== MATERIALS PROVIDED ==
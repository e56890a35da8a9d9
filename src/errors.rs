use thiserror::Error;

/// Represents errors that abort a layout call.
///
/// Layout-quality problems (overlaps, missing fonts) are never errors: they are
/// reported as data in the operation results.
#[derive(Error, Debug)]
pub enum LayoutError {
    /// A supplied position is unusable (non-positive width/height, non-finite values).
    #[error("Invalid position: {0}")]
    InvalidPosition(String),

    /// The requested slide does not exist in the presentation.
    #[error("Slide index {index} is out of range (presentation has {count} slides)")]
    SlideIndexOutOfRange { index: usize, count: usize },

    /// The requested element does not exist on the slide.
    #[error("Element index {index} is out of range (slide has {count} elements)")]
    ElementIndexOutOfRange { index: usize, count: usize },

    /// The request itself is malformed (e.g. both or neither of `elements`/`markdown`).
    #[error("Invalid request: {0}")]
    InvalidRequest(String),

    /// A configuration value is unusable (non-finite or non-positive sizes).
    #[error("Invalid configuration: {0}")]
    InvalidConfig(String),

    /// Error occurred during the deserialization of a JSON request or document.
    #[error("Failed to deserialize JSON: {0}")]
    JsonDeserialization(#[from] serde_json::Error),

    /// An I/O error occurred, e.g. while preparing the font cache directory.
    #[error("I/O error: {0}")]
    Io(#[from] std::io::Error),
}

/// A type alias for `Result<T, LayoutError>` for convenience within the crate.
pub type Result<T> = std::result::Result<T, LayoutError>;
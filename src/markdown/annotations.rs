//! Placeholder tokens and their style annotations.
//!
//! A placeholder is a `[...]`, `{...}` or `{{...}}` token. Its content is split
//! on top-level commas: the first segment is the label, every further segment
//! is an annotation, either `key=value`, a style keyword (`Bold`) or a negated
//! keyword (`!Italic`):
//!
//! ```text
//! [Title, Fontsize=32pt, Bold, !Italic]  ->  {fontsize: "32pt", bold: "true", italic: "false"}
//! ```
//!
//! When any segment is not an annotation (`[$x,xxx]`, `[Smith, John]`) the commas
//! are taken as part of the label and the token carries no metadata.

use indexmap::IndexMap;
use log::debug;
use regex::Regex;
use std::sync::LazyLock;

use crate::models::text::StyleOverrides;

/// Lower-cased annotation key to its verbatim value.
pub type AnnotationMap = IndexMap<String, String>;

static TOKEN: LazyLock<Regex> = LazyLock::new(|| {
    Regex::new(r"\{\{[^}]+?\}\}|\{[^{}]+?\}|\[[^\]]+?\]").expect("placeholder pattern")
});
static ANNOTATION_KEY: LazyLock<Regex> =
    LazyLock::new(|| Regex::new(r"^[A-Za-z][A-Za-z0-9_-]*$").expect("annotation key pattern"));

const STYLE_KEYWORDS: &[&str] = &["bold", "italic", "underline", "strikethrough"];

/// A placeholder token found in text.
#[derive(Debug, Clone, PartialEq)]
pub struct PlaceholderToken {
    /// The raw token including delimiters, e.g. `[Title, Bold]`.
    pub raw: String,
    /// Byte range of the token in the scanned text.
    pub start: usize,
    pub end: usize,
    /// Parsed annotations (empty when the token has none).
    pub metadata: AnnotationMap,
}

impl PlaceholderToken {
    /// The token as it should be displayed: delimiters around the label only
    /// when it carries annotations, the raw token otherwise.
    pub fn display_text(&self) -> String {
        if self.metadata.is_empty() {
            return self.raw.clone();
        }
        let (open, inner, close) = split_delimiters(&self.raw);
        let label = split_top_level(inner)
            .into_iter()
            .next()
            .unwrap_or_default();
        format!("{}{}{}", open, label.trim(), close)
    }
}

/// Returns the placeholder tokens of `text` in order, with a metadata map per token.
///
/// Tokens without annotations are listed with an empty map; text without tokens
/// gives `([], {})`.
pub fn detect_placeholders_with_metadata(
    text: &str,
) -> (Vec<String>, IndexMap<String, AnnotationMap>) {
    let mut placeholders = Vec::new();
    let mut metadata = IndexMap::new();
    for token in scan_placeholders(text) {
        metadata.insert(token.raw.clone(), token.metadata.clone());
        placeholders.push(token.raw);
    }
    (placeholders, metadata)
}

/// Finds placeholder tokens with their positions. Markdown links and images
/// (`[text](url)`, `![alt](src)`) are not placeholders.
pub fn scan_placeholders(text: &str) -> Vec<PlaceholderToken> {
    TOKEN
        .find_iter(text)
        .filter(|m| !is_link_text(text, m.start(), m.end()))
        .map(|m| {
            let (_, inner, _) = split_delimiters(m.as_str());
            PlaceholderToken {
                raw: m.as_str().to_string(),
                start: m.start(),
                end: m.end(),
                metadata: parse_annotations(inner),
            }
        })
        .collect()
}

/// Parses the annotation segments of a token's inner content.
pub fn parse_annotations(inner: &str) -> AnnotationMap {
    let segments = split_top_level(inner);
    let mut metadata = AnnotationMap::new();
    for segment in segments.iter().skip(1) {
        match parse_segment(segment.trim()) {
            Some((key, value)) => {
                // last one wins
                metadata.insert(key, value);
            }
            None => {
                debug!(
                    "[parse_annotations] '{}' is not an annotation, treating '{}' as a plain label",
                    segment, inner
                );
                return AnnotationMap::new();
            }
        }
    }
    metadata
}

/// Converts annotation metadata into style overrides. Unknown keys and
/// unparseable values are ignored.
pub fn annotation_overrides(metadata: &AnnotationMap) -> StyleOverrides {
    let mut overrides = StyleOverrides::default();
    for (key, value) in metadata {
        match key.as_str() {
            "fontsize" | "size" | "font-size" | "font_size" => {
                overrides.font_size_pt = parse_point_size(value);
            }
            "bold" => overrides.bold = parse_flag(value),
            "italic" => overrides.italic = parse_flag(value),
            "underline" => overrides.underline = parse_flag(value),
            "strikethrough" => overrides.strikethrough = parse_flag(value),
            "color" | "colour" => overrides.color = Some(value.trim().to_string()),
            "font" | "fontfamily" | "font-family" | "font_family" => {
                overrides.font_family = Some(value.trim().to_string());
            }
            other => debug!("[annotation_overrides] ignoring unknown key '{}'", other),
        }
    }
    overrides
}

fn parse_segment(segment: &str) -> Option<(String, String)> {
    if let Some((key, value)) = segment.split_once('=') {
        let key = key.trim();
        let value = value.trim();
        if ANNOTATION_KEY.is_match(key) && !value.is_empty() {
            return Some((key.to_lowercase(), value.to_string()));
        }
        return None;
    }
    let (negated, keyword) = match segment.strip_prefix('!') {
        Some(rest) => (true, rest.trim()),
        None => (false, segment),
    };
    let keyword = keyword.to_lowercase();
    if STYLE_KEYWORDS.contains(&keyword.as_str()) {
        let value = if negated { "false" } else { "true" };
        return Some((keyword, value.to_string()));
    }
    None
}

/// Splits on commas that are not nested inside brackets, braces, parentheses or quotes.
fn split_top_level(inner: &str) -> Vec<String> {
    let mut segments = Vec::new();
    let mut current = String::new();
    let mut depth = 0usize;
    let mut quote: Option<char> = None;
    for c in inner.chars() {
        match (quote, c) {
            (Some(q), _) if c == q => quote = None,
            (Some(_), _) => {}
            (None, '"') | (None, '\'') => quote = Some(c),
            (None, '(') | (None, '[') | (None, '{') => depth += 1,
            (None, ')') | (None, ']') | (None, '}') => depth = depth.saturating_sub(1),
            (None, ',') if depth == 0 => {
                segments.push(std::mem::take(&mut current));
                continue;
            }
            _ => {}
        }
        current.push(c);
    }
    segments.push(current);
    segments
}

fn split_delimiters(raw: &str) -> (&str, &str, &str) {
    let width = if raw.starts_with("{{") && raw.ends_with("}}") && raw.len() >= 4 {
        2
    } else {
        1
    };
    (
        &raw[..width],
        &raw[width..raw.len() - width],
        &raw[raw.len() - width..],
    )
}

fn is_link_text(text: &str, start: usize, end: usize) -> bool {
    text[start..].starts_with('[') && text[end..].starts_with('(')
}

fn parse_flag(value: &str) -> Option<bool> {
    match value.trim().to_lowercase().as_str() {
        "true" | "yes" | "on" | "1" => Some(true),
        "false" | "no" | "off" | "0" => Some(false),
        _ => None,
    }
}

/// `"32pt"`, `"32 pt"` or `"32"` to 32.0.
fn parse_point_size(value: &str) -> Option<f64> {
    let lowered = value.trim().to_lowercase();
    let number = lowered.strip_suffix("pt").unwrap_or(&lowered).trim();
    number
        .parse::<f64>()
        .ok()
        .filter(|size| size.is_finite() && *size > 0.0)
}

#[cfg(test)]
mod tests {
    use super::*;

    #[test]
    fn test_plain_placeholder_has_empty_metadata() {
        let (placeholders, metadata) = detect_placeholders_with_metadata("[Company Name]");
        assert_eq!(placeholders, vec!["[Company Name]"]);
        assert_eq!(metadata.len(), 1);
        assert!(metadata["[Company Name]"].is_empty());
    }

    #[test]
    fn test_full_annotation_set() {
        let token = "[Title, Fontsize=32pt, Bold, !Italic, Color=#003366]";
        let (placeholders, metadata) = detect_placeholders_with_metadata(token);
        assert_eq!(placeholders, vec![token]);
        let meta = &metadata[token];
        assert_eq!(meta["fontsize"], "32pt");
        assert_eq!(meta["bold"], "true");
        assert_eq!(meta["italic"], "false");
        assert_eq!(meta["color"], "#003366");
        assert_eq!(meta.len(), 4);
    }

    #[test]
    fn test_last_annotation_wins() {
        let (_, metadata) = detect_placeholders_with_metadata("[Title, Bold, !Bold]");
        assert_eq!(metadata["[Title, Bold, !Bold]"]["bold"], "false");
    }

    #[test]
    fn test_no_tokens() {
        let (placeholders, metadata) = detect_placeholders_with_metadata("Plain text");
        assert!(placeholders.is_empty());
        assert!(metadata.is_empty());
    }

    #[test]
    fn test_comma_inside_value_is_not_an_annotation() {
        let (placeholders, metadata) = detect_placeholders_with_metadata("[$x,xxx]");
        assert_eq!(placeholders, vec!["[$x,xxx]"]);
        assert!(metadata["[$x,xxx]"].is_empty());

        let (_, metadata) = detect_placeholders_with_metadata("[Smith, John]");
        assert!(metadata["[Smith, John]"].is_empty());
    }

    #[test]
    fn test_all_delimiter_forms_and_adjacent_tokens() {
        let (placeholders, _) =
            detect_placeholders_with_metadata("Dear {{first_name}}, {team} [A][B]");
        assert_eq!(placeholders, vec!["{{first_name}}", "{team}", "[A]", "[B]"]);
    }

    #[test]
    fn test_nested_brackets_still_report_a_token() {
        let (placeholders, _) = detect_placeholders_with_metadata("[[Name]]");
        assert!(!placeholders.is_empty());
    }

    #[test]
    fn test_keys_and_keywords_are_case_insensitive() {
        let (_, metadata) = detect_placeholders_with_metadata("{{Name, BOLD, fontSIZE=12PT}}");
        let meta = &metadata["{{Name, BOLD, fontSIZE=12PT}}"];
        assert_eq!(meta["bold"], "true");
        assert_eq!(meta["fontsize"], "12PT");
    }

    #[test]
    fn test_markdown_links_are_not_placeholders() {
        let (placeholders, _) =
            detect_placeholders_with_metadata("See [the docs](https://example.com) and [Owner]");
        assert_eq!(placeholders, vec!["[Owner]"]);
    }

    #[test]
    fn test_display_text_drops_annotations() {
        let tokens = scan_placeholders("Hi [Title, Bold] and {{x, Italic}} and [$x,xxx]");
        let shown: Vec<String> = tokens.iter().map(|t| t.display_text()).collect();
        assert_eq!(shown, vec!["[Title]", "{{x}}", "[$x,xxx]"]);
    }

    #[test]
    fn test_overrides_from_metadata() {
        let (_, metadata) = detect_placeholders_with_metadata(
            "[T, Fontsize=32pt, Bold, !Italic, Color=#003366, Font=Calibri]",
        );
        let overrides = annotation_overrides(metadata.values().next().unwrap());
        assert_eq!(overrides.font_size_pt, Some(32.0));
        assert_eq!(overrides.bold, Some(true));
        assert_eq!(overrides.italic, Some(false));
        assert_eq!(overrides.color.as_deref(), Some("#003366"));
        assert_eq!(overrides.font_family.as_deref(), Some("Calibri"));
        assert_eq!(overrides.underline, None);
    }
}
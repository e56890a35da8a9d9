//! Defines constants used throughout text measurement and placement.

// Conversion factors
pub const PT_PER_INCH: f64 = 72.0;

// Text measurement heuristics. Average glyph advance and line height are
// expressed as fractions of the font size (em).
pub const AVG_CHAR_WIDTH_EM: f64 = 0.52;
pub const LINE_HEIGHT_EM: f64 = 1.2;
/// Extra vertical space each bullet line reserves (paragraph spacing).
pub const BULLET_LINE_EXTRA_EM: f64 = 0.3;
/// Horizontal room taken by the bullet glyph and its hanging indent.
pub const BULLET_INDENT_EM: f64 = 1.5;

// Text box insets (points), matching common presentation defaults.
pub const BOX_INSET_X_PT: f64 = 7.2;
pub const BOX_INSET_Y_PT: f64 = 3.6;

/// Smallest size the best-fit search may return.
pub const MIN_FONT_SIZE_PT: f64 = 10.0;
/// Decrement used by the best-fit search.
pub const FONT_SIZE_STEP_PT: f64 = 0.5;
/// Most steps the best-fit search takes; larger ceilings start lower.
pub const MAX_FIT_STEPS: u32 = 2000;

/// Height of a table row per point of font size, plus its fixed cell padding.
pub const TABLE_ROW_PADDING_IN: f64 = 0.15;
/// Default height given to a standalone image block.
pub const IMAGE_BLOCK_HEIGHT_IN: f64 = 3.0;

// Overlap severity thresholds, as a fraction of the smaller element's area.
pub const OVERLAP_MODERATE_FRACTION: f64 = 0.1;
pub const OVERLAP_SEVERE_FRACTION: f64 = 0.5;

pub const DEFAULT_QUOTE_COLOR: &str = "#555555";
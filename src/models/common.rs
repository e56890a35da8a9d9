use serde::{Deserialize, Serialize};

use crate::errors::{LayoutError, Result};

/// Tolerance used when comparing geometry expressed in inches.
pub const GEOMETRY_EPSILON: f64 = 1e-6;

/// The fixed size of a slide canvas, in inches.
#[derive(Debug, Clone, Copy, PartialEq, Serialize, Deserialize)]
#[serde(rename_all = "camelCase")]
pub struct SlideDimensions {
    /// The canvas width in inches.
    pub width: f64,
    /// The canvas height in inches.
    pub height: f64,
}

impl Default for SlideDimensions {
    /// Standard 16:9 widescreen canvas.
    fn default() -> Self {
        Self {
            width: 13.333,
            height: 7.5,
        }
    }
}

/// The rectangle occupied by an element on the canvas, in inches.
/// Invariant: `width > 0` and `height > 0` (checked by [`BoundingBox::validate`]).
#[derive(Debug, Clone, Copy, PartialEq, Serialize, Deserialize)]
#[serde(rename_all = "camelCase")]
pub struct BoundingBox {
    /// Distance from the left edge of the canvas.
    pub left: f64,
    /// Distance from the top edge of the canvas.
    pub top: f64,
    /// Horizontal extent.
    pub width: f64,
    /// Vertical extent.
    pub height: f64,
}

impl BoundingBox {
    pub fn new(left: f64, top: f64, width: f64, height: f64) -> Self {
        Self {
            left,
            top,
            width,
            height,
        }
    }

    pub fn right(&self) -> f64 {
        self.left + self.width
    }

    pub fn bottom(&self) -> f64 {
        self.top + self.height
    }

    pub fn area(&self) -> f64 {
        self.width * self.height
    }

    /// Rejects boxes with non-finite coordinates or a non-positive extent.
    pub fn validate(&self) -> Result<()> {
        let values = [self.left, self.top, self.width, self.height];
        if values.iter().any(|v| !v.is_finite()) {
            return Err(LayoutError::InvalidPosition(format!(
                "position values must be finite numbers, got {}",
                self.describe()
            )));
        }
        if self.width <= 0.0 || self.height <= 0.0 {
            return Err(LayoutError::InvalidPosition(format!(
                "width and height must be positive, got width={} height={}",
                self.width, self.height
            )));
        }
        Ok(())
    }

    /// Area of the rectangle shared with `other`. Touching edges yield zero.
    pub fn intersection_area(&self, other: &BoundingBox) -> f64 {
        let overlap_w = self.right().min(other.right()) - self.left.max(other.left);
        let overlap_h = self.bottom().min(other.bottom()) - self.top.max(other.top);
        if overlap_w <= 0.0 || overlap_h <= 0.0 {
            0.0
        } else {
            overlap_w * overlap_h
        }
    }

    /// Two boxes overlap iff they intersect with positive area.
    pub fn overlaps(&self, other: &BoundingBox) -> bool {
        let overlap_w = self.right().min(other.right()) - self.left.max(other.left);
        let overlap_h = self.bottom().min(other.bottom()) - self.top.max(other.top);
        overlap_w > GEOMETRY_EPSILON && overlap_h > GEOMETRY_EPSILON
    }

    /// Names of the canvas edges this box crosses (empty when fully inside).
    pub fn edges_outside(&self, canvas: &SlideDimensions) -> Vec<&'static str> {
        let mut edges = Vec::new();
        if self.left < -GEOMETRY_EPSILON {
            edges.push("left");
        }
        if self.top < -GEOMETRY_EPSILON {
            edges.push("top");
        }
        if self.right() > canvas.width + GEOMETRY_EPSILON {
            edges.push("right");
        }
        if self.bottom() > canvas.height + GEOMETRY_EPSILON {
            edges.push("bottom");
        }
        edges
    }

    pub fn is_within(&self, canvas: &SlideDimensions) -> bool {
        self.edges_outside(canvas).is_empty()
    }

    /// Same size, moved to a new origin.
    pub fn moved_to(&self, left: f64, top: f64) -> Self {
        Self { left, top, ..*self }
    }

    /// True when every coordinate matches `other` within [`GEOMETRY_EPSILON`].
    pub fn approx_eq(&self, other: &BoundingBox) -> bool {
        (self.left - other.left).abs() <= GEOMETRY_EPSILON
            && (self.top - other.top).abs() <= GEOMETRY_EPSILON
            && (self.width - other.width).abs() <= GEOMETRY_EPSILON
            && (self.height - other.height).abs() <= GEOMETRY_EPSILON
    }

    /// Human readable form used in diagnostics.
    pub fn describe(&self) -> String {
        format!(
            "(left={:.2}in, top={:.2}in, width={:.2}in, height={:.2}in)",
            self.left, self.top, self.width, self.height
        )
    }
}

/// A partial geometry update; omitted fields keep their current value.
#[derive(Debug, Clone, Copy, Default, PartialEq, Serialize, Deserialize)]
#[serde(rename_all = "camelCase")]
pub struct PositionUpdate {
    #[serde(skip_serializing_if = "Option::is_none")]
    pub left: Option<f64>,
    #[serde(skip_serializing_if = "Option::is_none")]
    pub top: Option<f64>,
    #[serde(skip_serializing_if = "Option::is_none")]
    pub width: Option<f64>,
    #[serde(skip_serializing_if = "Option::is_none")]
    pub height: Option<f64>,
}

impl PositionUpdate {
    /// Applies the update on top of `current`.
    pub fn apply_to(&self, current: &BoundingBox) -> BoundingBox {
        BoundingBox {
            left: self.left.unwrap_or(current.left),
            top: self.top.unwrap_or(current.top),
            width: self.width.unwrap_or(current.width),
            height: self.height.unwrap_or(current.height),
        }
    }
}

impl From<BoundingBox> for PositionUpdate {
    fn from(b: BoundingBox) -> Self {
        Self {
            left: Some(b.left),
            top: Some(b.top),
            width: Some(b.width),
            height: Some(b.height),
        }
    }
}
===
> REQUIRED WORK
Above are the entries. Quote exactly the lines from the one bearing "pub struct SlideDimensions" through the one bearing "if self.width <= 0.0".

> RESPONSE BELOW
pub struct SlideDimensions {
    /// The canvas width in inches.
    pub width: f64,
    /// The canvas height in inches.
    pub height: f64,
}

impl Default for SlideDimensions {
    /// Standard 16:9 widescreen canvas.
    fn default() -> Self {
        Self {
            width: 13.333,
            height: 7.5,
        }
    }
}

/// The rectangle occupied by an element on the canvas, in inches.
/// Invariant: `width > 0` and `height > 0` (checked by [`BoundingBox::validate`]).
#[derive(Debug, Clone, Copy, PartialEq, Serialize, Deserialize)]
#[serde(rename_all = "camelCase")]
pub struct BoundingBox {
    /// Distance from the left edge of the canvas.
    pub left: f64,
    /// Distance from the top edge of the canvas.
    pub top: f64,
    /// Horizontal extent.
    pub width: f64,
    /// Vertical extent.
    pub height: f64,
}

impl BoundingBox {
    pub fn new(left: f64, top: f64, width: f64, height: f64) -> Self {
        Self {
            left,
            top,
            width,
            height,
        }
    }

    pub fn right(&self) -> f64 {
        self.left + self.width
    }

    pub fn bottom(&self) -> f64 {
        self.top + self.height
    }

    pub fn area(&self) -> f64 {
        self.width * self.height
    }

    /// Rejects boxes with non-finite coordinates or a non-positive extent.
    pub fn validate(&self) -> Result<()> {
        let values = [self.left, self.top, self.width, self.height];
        if values.iter().any(|v| !v.is_finite()) {
            return Err(LayoutError::InvalidPosition(format!(
                "position values must be finite numbers, got {}",
                self.describe()
            )));
        }
        if self.width <= 0.0 || self.height <= 0.0 {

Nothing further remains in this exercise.